■ **TASK DESCRIPTION**: Among the entries that follow, find every line with the word "encode" and copy it.

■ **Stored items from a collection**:
====================
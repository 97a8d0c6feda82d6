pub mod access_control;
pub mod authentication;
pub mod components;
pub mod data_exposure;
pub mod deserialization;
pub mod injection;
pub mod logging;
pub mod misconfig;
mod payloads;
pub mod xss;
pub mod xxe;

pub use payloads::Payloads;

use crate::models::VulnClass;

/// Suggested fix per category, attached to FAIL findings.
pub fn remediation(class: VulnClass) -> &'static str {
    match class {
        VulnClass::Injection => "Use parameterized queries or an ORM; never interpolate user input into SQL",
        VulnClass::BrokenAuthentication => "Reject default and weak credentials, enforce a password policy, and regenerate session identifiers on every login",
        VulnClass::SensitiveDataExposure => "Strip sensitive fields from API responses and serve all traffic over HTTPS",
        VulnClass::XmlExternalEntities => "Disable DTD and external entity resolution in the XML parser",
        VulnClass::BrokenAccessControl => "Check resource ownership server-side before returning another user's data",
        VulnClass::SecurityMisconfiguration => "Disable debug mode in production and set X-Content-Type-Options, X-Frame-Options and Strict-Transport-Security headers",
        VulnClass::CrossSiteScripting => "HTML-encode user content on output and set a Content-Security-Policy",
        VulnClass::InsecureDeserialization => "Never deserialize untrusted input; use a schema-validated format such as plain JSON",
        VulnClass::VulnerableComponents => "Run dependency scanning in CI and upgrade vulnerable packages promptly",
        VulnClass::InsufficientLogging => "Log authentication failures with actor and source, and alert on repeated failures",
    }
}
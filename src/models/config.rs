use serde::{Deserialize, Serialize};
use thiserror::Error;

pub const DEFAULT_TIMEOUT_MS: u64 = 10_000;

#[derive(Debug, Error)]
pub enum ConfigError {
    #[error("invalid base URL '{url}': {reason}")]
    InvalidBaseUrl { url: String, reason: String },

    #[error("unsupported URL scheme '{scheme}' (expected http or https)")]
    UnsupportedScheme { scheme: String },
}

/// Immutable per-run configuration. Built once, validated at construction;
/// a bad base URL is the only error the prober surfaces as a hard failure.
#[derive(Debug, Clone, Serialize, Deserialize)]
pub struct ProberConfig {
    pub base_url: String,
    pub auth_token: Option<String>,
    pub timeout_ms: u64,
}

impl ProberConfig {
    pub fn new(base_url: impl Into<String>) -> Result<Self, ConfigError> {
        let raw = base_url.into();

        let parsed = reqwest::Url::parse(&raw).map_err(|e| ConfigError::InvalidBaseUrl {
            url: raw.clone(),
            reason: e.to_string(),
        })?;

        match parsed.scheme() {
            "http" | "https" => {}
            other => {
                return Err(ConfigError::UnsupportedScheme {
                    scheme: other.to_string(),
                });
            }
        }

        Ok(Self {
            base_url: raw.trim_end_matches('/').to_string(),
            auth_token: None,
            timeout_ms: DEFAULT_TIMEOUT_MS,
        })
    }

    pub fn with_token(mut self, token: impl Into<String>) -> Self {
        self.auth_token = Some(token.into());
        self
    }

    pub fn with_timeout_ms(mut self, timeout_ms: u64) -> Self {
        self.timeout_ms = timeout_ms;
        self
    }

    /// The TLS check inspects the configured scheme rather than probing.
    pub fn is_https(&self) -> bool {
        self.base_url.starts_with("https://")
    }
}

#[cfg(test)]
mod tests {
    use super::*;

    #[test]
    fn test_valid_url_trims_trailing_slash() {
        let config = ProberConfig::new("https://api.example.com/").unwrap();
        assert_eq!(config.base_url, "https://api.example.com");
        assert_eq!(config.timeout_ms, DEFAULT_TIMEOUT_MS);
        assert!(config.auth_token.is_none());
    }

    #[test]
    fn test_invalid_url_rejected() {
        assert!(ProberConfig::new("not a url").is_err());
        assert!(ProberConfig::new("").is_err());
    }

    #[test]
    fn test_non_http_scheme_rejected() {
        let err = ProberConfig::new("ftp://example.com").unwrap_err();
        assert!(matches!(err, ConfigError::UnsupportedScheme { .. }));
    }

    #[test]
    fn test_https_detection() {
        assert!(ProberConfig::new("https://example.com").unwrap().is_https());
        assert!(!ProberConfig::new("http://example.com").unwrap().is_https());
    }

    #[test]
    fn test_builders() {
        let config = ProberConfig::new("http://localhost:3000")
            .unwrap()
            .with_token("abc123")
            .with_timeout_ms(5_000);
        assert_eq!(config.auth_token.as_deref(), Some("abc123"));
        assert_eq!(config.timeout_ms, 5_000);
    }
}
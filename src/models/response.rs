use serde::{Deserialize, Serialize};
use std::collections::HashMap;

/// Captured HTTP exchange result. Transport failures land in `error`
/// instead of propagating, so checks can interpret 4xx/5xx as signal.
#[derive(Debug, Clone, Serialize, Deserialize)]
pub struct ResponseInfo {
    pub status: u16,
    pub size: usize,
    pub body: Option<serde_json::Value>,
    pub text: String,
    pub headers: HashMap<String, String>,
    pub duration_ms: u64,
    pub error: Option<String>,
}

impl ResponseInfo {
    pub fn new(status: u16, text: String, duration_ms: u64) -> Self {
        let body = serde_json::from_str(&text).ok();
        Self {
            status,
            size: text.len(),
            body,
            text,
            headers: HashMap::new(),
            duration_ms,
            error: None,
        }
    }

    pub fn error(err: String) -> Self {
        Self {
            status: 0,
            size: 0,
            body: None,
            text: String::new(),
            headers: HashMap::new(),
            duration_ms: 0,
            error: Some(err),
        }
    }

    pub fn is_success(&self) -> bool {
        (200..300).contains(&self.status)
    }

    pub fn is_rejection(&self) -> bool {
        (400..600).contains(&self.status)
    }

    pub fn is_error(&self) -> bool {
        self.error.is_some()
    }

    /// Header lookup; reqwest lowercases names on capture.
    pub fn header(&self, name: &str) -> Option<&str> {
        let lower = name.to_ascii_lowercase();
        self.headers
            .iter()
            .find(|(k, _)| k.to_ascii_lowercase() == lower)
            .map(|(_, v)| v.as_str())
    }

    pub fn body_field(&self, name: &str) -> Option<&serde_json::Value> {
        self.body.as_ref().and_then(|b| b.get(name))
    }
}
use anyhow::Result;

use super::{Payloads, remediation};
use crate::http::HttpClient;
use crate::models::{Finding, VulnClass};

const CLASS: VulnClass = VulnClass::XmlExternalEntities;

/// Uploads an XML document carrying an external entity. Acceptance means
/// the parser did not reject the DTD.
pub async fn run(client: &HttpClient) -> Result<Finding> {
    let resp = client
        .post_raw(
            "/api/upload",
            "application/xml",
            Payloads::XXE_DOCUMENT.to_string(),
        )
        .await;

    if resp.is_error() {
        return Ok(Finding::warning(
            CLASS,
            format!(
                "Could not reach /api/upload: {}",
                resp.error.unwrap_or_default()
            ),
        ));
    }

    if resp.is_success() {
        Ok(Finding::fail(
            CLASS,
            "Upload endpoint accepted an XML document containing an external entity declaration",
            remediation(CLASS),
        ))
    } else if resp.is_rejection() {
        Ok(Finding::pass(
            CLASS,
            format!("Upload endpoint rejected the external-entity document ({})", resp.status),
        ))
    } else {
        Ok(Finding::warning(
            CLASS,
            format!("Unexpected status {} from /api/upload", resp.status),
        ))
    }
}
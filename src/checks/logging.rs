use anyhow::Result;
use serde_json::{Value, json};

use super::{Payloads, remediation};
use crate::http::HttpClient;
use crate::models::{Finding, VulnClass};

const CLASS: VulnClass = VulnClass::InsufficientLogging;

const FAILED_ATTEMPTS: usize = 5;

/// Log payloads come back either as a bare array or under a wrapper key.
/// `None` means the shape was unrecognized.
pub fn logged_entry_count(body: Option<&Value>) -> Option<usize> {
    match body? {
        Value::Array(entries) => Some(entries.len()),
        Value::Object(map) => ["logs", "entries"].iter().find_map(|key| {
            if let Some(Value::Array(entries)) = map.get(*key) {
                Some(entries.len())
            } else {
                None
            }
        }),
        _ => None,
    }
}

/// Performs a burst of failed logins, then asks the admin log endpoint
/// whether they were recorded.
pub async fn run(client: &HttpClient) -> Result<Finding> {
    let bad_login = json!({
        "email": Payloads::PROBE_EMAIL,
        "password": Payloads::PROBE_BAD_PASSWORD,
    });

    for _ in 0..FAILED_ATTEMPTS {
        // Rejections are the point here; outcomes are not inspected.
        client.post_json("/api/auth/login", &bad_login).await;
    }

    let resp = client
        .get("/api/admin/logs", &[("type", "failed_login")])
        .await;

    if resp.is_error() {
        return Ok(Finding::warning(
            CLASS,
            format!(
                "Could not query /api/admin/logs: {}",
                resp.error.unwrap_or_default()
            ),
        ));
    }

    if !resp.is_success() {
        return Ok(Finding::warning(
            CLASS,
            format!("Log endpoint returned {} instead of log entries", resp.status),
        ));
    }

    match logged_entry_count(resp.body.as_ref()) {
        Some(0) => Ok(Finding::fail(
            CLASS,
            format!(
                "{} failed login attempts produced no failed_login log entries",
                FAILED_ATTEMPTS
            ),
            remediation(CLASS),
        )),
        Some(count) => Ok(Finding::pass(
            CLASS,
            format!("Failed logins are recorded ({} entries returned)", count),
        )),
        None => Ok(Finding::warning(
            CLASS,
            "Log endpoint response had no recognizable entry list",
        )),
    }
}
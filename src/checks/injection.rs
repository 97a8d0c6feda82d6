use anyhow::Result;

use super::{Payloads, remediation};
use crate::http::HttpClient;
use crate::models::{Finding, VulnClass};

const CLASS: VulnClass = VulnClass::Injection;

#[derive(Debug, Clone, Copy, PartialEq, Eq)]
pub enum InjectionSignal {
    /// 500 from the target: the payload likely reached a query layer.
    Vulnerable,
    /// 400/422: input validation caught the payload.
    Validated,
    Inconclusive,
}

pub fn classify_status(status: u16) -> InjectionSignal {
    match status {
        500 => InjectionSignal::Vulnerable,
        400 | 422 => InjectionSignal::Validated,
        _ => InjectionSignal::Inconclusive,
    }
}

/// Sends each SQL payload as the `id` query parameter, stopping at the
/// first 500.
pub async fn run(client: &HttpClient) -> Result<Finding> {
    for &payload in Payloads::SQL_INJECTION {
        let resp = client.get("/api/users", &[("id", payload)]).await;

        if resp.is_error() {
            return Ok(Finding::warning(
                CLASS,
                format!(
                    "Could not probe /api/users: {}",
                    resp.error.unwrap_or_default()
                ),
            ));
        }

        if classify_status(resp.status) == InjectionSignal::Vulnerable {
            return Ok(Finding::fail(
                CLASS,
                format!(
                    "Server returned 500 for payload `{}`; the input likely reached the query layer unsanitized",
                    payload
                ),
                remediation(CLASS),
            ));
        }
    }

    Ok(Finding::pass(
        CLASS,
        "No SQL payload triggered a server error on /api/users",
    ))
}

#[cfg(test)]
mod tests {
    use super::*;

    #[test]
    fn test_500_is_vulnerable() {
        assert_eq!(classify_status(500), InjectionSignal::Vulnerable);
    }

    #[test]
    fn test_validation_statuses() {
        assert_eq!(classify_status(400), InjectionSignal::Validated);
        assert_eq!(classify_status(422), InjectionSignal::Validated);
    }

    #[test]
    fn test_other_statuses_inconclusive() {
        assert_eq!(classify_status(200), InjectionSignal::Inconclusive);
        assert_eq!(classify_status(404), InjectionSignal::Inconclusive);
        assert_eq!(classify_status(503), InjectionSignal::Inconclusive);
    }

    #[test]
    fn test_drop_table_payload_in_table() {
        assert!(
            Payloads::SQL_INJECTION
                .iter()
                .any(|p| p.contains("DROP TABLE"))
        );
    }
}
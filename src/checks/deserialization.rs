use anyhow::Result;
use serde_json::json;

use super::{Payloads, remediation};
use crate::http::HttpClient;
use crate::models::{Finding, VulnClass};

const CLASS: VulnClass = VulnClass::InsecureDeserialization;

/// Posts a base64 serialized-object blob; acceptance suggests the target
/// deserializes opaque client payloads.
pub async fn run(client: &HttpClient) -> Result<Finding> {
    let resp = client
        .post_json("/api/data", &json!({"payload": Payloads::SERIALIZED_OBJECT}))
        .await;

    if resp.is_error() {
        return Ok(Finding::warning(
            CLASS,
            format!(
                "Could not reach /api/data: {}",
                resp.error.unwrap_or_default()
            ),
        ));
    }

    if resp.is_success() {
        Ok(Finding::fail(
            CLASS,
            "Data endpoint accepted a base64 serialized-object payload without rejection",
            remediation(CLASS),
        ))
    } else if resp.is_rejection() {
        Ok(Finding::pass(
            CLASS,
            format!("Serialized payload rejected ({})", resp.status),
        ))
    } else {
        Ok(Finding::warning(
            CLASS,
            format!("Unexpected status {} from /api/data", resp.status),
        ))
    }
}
====================
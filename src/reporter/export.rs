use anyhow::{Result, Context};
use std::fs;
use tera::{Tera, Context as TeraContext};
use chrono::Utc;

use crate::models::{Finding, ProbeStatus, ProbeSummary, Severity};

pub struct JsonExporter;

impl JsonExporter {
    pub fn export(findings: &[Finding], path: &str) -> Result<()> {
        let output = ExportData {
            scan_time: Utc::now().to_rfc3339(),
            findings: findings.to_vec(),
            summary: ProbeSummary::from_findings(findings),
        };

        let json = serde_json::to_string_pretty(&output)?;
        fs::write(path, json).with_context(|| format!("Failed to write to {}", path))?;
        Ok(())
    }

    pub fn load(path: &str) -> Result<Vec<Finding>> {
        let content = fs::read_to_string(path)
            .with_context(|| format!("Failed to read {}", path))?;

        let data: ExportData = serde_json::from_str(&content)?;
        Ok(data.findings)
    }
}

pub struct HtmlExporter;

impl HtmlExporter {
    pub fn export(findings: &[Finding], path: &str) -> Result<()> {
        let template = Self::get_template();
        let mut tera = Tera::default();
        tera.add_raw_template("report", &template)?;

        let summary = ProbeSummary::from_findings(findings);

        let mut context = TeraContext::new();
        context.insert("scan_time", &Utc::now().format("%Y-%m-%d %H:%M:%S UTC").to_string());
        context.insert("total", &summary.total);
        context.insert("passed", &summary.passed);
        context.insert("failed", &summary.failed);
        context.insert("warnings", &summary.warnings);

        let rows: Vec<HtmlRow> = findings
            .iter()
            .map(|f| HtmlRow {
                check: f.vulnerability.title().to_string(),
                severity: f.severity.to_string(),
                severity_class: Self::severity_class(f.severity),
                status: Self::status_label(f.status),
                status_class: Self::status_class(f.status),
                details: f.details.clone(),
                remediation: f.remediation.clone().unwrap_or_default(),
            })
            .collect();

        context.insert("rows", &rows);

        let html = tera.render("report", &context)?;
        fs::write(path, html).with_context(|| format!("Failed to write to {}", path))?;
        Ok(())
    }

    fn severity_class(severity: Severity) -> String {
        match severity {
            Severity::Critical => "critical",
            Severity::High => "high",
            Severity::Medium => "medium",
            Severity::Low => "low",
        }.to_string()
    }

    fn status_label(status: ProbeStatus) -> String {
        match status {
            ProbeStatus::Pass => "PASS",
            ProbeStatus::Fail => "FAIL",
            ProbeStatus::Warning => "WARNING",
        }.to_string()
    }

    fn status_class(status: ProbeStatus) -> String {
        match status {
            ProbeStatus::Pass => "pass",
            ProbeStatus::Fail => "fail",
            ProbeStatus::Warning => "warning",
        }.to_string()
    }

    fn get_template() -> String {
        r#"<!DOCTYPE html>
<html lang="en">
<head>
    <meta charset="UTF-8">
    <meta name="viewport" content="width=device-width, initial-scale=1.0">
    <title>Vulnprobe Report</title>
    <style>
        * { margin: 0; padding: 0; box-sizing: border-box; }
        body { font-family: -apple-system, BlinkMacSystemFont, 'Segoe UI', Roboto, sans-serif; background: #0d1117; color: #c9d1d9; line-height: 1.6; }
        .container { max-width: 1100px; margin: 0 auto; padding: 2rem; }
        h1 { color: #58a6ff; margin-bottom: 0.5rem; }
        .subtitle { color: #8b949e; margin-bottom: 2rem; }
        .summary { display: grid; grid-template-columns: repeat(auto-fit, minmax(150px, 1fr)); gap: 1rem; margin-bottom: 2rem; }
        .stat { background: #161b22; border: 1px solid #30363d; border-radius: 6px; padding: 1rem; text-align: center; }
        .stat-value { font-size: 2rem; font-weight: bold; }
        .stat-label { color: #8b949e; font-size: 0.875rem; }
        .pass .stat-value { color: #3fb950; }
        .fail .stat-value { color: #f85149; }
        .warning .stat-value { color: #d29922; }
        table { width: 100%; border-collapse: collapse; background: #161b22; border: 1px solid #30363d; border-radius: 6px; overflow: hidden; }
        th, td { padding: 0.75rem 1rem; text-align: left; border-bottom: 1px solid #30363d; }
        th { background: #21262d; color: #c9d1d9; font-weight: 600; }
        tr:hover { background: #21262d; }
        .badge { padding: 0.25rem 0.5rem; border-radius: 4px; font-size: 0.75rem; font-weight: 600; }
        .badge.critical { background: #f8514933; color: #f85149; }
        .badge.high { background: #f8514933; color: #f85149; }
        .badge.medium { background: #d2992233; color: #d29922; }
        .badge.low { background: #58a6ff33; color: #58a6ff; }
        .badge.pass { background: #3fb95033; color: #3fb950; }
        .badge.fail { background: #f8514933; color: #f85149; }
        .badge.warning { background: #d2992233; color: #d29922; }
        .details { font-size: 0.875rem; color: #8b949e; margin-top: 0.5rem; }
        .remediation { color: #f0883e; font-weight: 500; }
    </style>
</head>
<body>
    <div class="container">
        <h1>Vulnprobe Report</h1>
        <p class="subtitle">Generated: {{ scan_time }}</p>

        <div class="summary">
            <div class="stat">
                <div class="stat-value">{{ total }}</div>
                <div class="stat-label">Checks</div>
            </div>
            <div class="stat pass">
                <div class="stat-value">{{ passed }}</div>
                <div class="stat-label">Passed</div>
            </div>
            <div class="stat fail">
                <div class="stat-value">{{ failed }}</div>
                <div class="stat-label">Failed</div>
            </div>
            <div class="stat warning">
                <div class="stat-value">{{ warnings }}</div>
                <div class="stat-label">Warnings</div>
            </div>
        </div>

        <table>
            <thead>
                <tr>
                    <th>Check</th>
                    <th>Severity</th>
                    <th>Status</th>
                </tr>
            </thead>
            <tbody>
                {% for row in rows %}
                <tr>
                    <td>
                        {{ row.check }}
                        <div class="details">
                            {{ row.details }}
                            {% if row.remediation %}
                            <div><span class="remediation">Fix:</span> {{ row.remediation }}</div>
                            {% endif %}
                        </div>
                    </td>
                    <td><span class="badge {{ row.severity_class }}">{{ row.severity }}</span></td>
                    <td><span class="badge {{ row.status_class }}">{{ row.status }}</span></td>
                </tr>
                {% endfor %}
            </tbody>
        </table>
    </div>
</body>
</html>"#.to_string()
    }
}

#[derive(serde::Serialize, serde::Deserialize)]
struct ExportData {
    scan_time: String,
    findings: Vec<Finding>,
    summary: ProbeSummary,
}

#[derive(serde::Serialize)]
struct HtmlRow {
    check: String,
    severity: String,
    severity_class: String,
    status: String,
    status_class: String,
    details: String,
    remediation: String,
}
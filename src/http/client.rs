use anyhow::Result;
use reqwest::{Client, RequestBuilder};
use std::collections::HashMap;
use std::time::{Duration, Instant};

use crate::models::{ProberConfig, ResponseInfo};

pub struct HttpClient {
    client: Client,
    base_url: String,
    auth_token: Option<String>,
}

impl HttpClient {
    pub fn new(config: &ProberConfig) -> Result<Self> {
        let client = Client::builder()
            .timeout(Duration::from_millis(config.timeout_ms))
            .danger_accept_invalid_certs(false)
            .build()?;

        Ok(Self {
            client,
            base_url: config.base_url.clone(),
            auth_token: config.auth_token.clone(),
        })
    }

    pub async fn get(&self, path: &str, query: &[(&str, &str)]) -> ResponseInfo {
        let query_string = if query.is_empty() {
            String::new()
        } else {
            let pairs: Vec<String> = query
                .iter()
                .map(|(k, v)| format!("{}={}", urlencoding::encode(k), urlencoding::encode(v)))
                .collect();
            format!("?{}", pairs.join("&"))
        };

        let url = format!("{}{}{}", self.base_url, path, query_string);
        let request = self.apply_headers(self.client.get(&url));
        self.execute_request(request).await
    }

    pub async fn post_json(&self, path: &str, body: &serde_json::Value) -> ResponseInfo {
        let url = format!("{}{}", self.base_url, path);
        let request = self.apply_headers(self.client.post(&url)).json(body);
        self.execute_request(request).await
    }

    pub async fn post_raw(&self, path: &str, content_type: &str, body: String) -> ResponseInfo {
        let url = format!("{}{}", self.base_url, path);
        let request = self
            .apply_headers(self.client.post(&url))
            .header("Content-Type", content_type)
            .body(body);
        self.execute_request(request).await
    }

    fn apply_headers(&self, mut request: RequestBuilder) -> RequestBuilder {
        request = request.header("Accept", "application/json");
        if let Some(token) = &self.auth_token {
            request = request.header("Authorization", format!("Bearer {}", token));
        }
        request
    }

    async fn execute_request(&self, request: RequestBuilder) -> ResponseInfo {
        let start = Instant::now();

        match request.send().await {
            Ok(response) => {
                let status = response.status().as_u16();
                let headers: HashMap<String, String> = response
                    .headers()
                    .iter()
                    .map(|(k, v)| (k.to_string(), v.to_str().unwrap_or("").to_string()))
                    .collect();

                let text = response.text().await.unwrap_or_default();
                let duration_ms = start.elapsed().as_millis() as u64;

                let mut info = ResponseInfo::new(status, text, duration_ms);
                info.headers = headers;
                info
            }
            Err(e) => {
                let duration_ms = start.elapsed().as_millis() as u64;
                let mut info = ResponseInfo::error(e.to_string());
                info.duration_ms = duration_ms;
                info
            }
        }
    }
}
====================
■ **WRITTEN ANSWER**:
        VulnClass::CrossSiteScripting => "HTML-encode user content on output and set a Content-Security-Policy",
                .map(|(k, v)| format!("{}={}", urlencoding::encode(k), urlencoding::encode(v)))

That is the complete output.